Filter the material below down to the lines with the word "from" and give those lines.
═══ Data extracts
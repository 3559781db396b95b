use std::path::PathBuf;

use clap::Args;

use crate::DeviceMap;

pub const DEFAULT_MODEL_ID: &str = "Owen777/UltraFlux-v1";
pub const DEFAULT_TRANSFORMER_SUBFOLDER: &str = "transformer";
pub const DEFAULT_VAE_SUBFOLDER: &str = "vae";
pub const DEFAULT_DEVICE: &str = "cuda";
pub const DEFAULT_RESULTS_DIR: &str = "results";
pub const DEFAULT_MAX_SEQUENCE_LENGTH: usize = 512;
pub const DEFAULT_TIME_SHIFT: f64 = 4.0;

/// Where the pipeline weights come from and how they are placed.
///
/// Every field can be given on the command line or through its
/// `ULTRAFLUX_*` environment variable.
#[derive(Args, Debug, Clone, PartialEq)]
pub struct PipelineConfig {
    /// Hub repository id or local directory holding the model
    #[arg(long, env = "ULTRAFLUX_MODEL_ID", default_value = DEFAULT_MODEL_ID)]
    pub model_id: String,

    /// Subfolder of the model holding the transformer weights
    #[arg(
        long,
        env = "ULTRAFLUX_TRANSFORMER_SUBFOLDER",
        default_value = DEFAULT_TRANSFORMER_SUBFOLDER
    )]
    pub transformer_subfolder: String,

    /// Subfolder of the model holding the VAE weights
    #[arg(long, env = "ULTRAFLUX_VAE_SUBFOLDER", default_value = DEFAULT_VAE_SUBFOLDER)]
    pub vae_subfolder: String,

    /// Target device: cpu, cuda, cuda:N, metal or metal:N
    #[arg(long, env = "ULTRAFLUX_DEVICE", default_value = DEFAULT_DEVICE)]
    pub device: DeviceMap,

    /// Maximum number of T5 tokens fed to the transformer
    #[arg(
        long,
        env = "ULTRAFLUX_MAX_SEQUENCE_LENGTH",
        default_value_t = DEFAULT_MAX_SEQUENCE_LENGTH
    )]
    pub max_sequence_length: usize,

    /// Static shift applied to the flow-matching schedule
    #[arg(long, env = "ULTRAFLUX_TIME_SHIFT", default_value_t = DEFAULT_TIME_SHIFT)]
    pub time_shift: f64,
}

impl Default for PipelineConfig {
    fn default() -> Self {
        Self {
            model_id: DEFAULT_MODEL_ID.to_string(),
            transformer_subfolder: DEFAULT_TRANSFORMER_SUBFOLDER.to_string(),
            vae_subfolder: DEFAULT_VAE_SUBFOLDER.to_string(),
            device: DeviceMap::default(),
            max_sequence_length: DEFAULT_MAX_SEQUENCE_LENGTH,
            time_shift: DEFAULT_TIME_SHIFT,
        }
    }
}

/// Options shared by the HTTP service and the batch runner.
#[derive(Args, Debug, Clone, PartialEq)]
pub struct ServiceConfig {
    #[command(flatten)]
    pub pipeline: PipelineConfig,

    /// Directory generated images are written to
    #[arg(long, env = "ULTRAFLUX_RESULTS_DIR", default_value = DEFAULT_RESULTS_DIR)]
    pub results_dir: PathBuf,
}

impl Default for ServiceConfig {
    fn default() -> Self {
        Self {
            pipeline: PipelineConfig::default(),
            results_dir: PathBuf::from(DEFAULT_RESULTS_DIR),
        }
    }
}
══════
* _Written reply_
/// Where the pipeline weights come from and how they are placed.
            results_dir: PathBuf::from(DEFAULT_RESULTS_DIR),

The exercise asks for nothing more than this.